BEGIN Given entries

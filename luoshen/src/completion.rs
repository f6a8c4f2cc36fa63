// Copyright (c) 2024 Xu Shaohua <shaohua@biofan.org>. All rights reserved.
// Use of this source is governed by Apache-2.0 License that can be found
// in the LICENSE file.

//! One-shot command completion channel.
//!
//! Every command submitted to the client settles exactly once: the reactor
//! writes the result through a [`CompletionSink`], the producer observes it
//! through the matching [`CompletionHandle`].

use std::sync::{Arc, Condvar, Mutex};
use std::time::Duration;

use crate::error::{Error, ErrorKind};

#[derive(Debug)]
enum State<T> {
    Pending,
    Done(Result<T, Error>),
    Taken,
}

#[derive(Debug)]
struct Shared<T> {
    state: Mutex<State<T>>,
    cond: Condvar,
}

/// Write side of the completion channel, owned by the reactor while the
/// command is outstanding.
///
/// Dropping the sink without completing settles the handle with
/// [`ErrorKind::Cancelled`].
#[derive(Debug)]
pub struct CompletionSink<T> {
    shared: Arc<Shared<T>>,
    filled: bool,
}

/// Read side of the completion channel, returned to the producer.
#[derive(Debug)]
pub struct CompletionHandle<T> {
    shared: Arc<Shared<T>>,
}

/// Create a connected sink/handle pair.
#[must_use]
pub fn completion_pair<T>() -> (CompletionSink<T>, CompletionHandle<T>) {
    let shared = Arc::new(Shared {
        state: Mutex::new(State::Pending),
        cond: Condvar::new(),
    });
    (
        CompletionSink {
            shared: Arc::clone(&shared),
            filled: false,
        },
        CompletionHandle { shared },
    )
}

impl<T> CompletionSink<T> {
    /// Settle the command with `result`. Has no effect if already settled.
    pub fn complete(mut self, result: Result<T, Error>) {
        self.fill(result);
    }

    /// Settle the command with a success value.
    pub fn complete_ok(self, value: T) {
        self.complete(Ok(value));
    }

    /// Settle the command with an error.
    pub fn complete_err(self, error: Error) {
        self.complete(Err(error));
    }

    fn fill(&mut self, result: Result<T, Error>) {
        if self.filled {
            return;
        }
        self.filled = true;
        let mut state = self.shared.state.lock().unwrap();
        if matches!(*state, State::Pending) {
            *state = State::Done(result);
            self.shared.cond.notify_all();
        }
    }
}

impl<T> Drop for CompletionSink<T> {
    fn drop(&mut self) {
        self.fill(Err(Error::new(
            ErrorKind::Cancelled,
            "Command dropped before completion",
        )));
    }
}

impl<T> CompletionHandle<T> {
    /// Returns true once a result has been written.
    #[must_use]
    pub fn is_done(&self) -> bool {
        let state = self.shared.state.lock().unwrap();
        !matches!(*state, State::Pending)
    }

    /// Take the result if one has been written. Returns `None` while
    /// pending, and after the result was taken once.
    #[must_use]
    pub fn try_take(&self) -> Option<Result<T, Error>> {
        let mut state = self.shared.state.lock().unwrap();
        match std::mem::replace(&mut *state, State::Taken) {
            State::Done(result) => Some(result),
            State::Pending => {
                *state = State::Pending;
                None
            }
            State::Taken => None,
        }
    }

    /// Block the calling thread until the command settles.
    #[must_use]
    pub fn wait(self) -> Result<T, Error> {
        let mut state = self.shared.state.lock().unwrap();
        loop {
            match std::mem::replace(&mut *state, State::Taken) {
                State::Done(result) => return result,
                State::Taken => {
                    return Err(Error::new(ErrorKind::Cancelled, "Result already taken"))
                }
                State::Pending => {
                    *state = State::Pending;
                    state = self.shared.cond.wait(state).unwrap();
                }
            }
        }
    }

    /// Block up to `timeout` for the command to settle.
    #[must_use]
    pub fn wait_timeout(&self, timeout: Duration) -> Option<Result<T, Error>> {
        let deadline = std::time::Instant::now() + timeout;
        let mut state = self.shared.state.lock().unwrap();
        loop {
            match std::mem::replace(&mut *state, State::Taken) {
                State::Done(result) => return Some(result),
                State::Taken => return None,
                State::Pending => {
                    *state = State::Pending;
                    let now = std::time::Instant::now();
                    if now >= deadline {
                        return None;
                    }
                    let (guard, timed_out) = self
                        .shared
                        .cond
                        .wait_timeout(state, deadline - now)
                        .unwrap();
                    state = guard;
                    if timed_out.timed_out() && matches!(*state, State::Pending) {
                        return None;
                    }
                }
            }
        }
    }
}

#[cfg(test)]
mod tests {
    use super::*;
    use std::thread;

    #[test]
    fn test_complete_before_wait() {
        let (sink, handle) = completion_pair::<u32>();
        sink.complete_ok(42);
        assert_eq!(handle.wait().unwrap(), 42);
    }

    #[test]
    fn test_wait_across_threads() {
        let (sink, handle) = completion_pair::<String>();
        let worker = thread::spawn(move || {
            sink.complete_ok("done".to_string());
        });
        assert_eq!(handle.wait().unwrap(), "done");
        worker.join().unwrap();
    }

    #[test]
    fn test_drop_sink_cancels() {
        let (sink, handle) = completion_pair::<()>();
        drop(sink);
        let err = handle.wait().unwrap_err();
        assert_eq!(err.kind(), ErrorKind::Cancelled);
    }

    #[test]
    fn test_wait_timeout_pending() {
        let (_sink, handle) = completion_pair::<()>();
        assert!(handle.wait_timeout(Duration::from_millis(10)).is_none());
    }

    #[test]
    fn test_second_complete_ignored() {
        let (sink, handle) = completion_pair::<u32>();
        let shared = CompletionSink {
            shared: Arc::clone(&sink.shared),
            filled: false,
        };
        sink.complete_ok(1);
        shared.complete_ok(2);
        assert_eq!(handle.wait().unwrap(), 1);
    }
}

END Given entries

→ **Required action**
Keep only those lines of the records that hold "settles", and return them.

→ **Result below**
//! Every command submitted to the client settles exactly once: the reactor
/// Dropping the sink without completing settles the handle with
    /// Block the calling thread until the command settles.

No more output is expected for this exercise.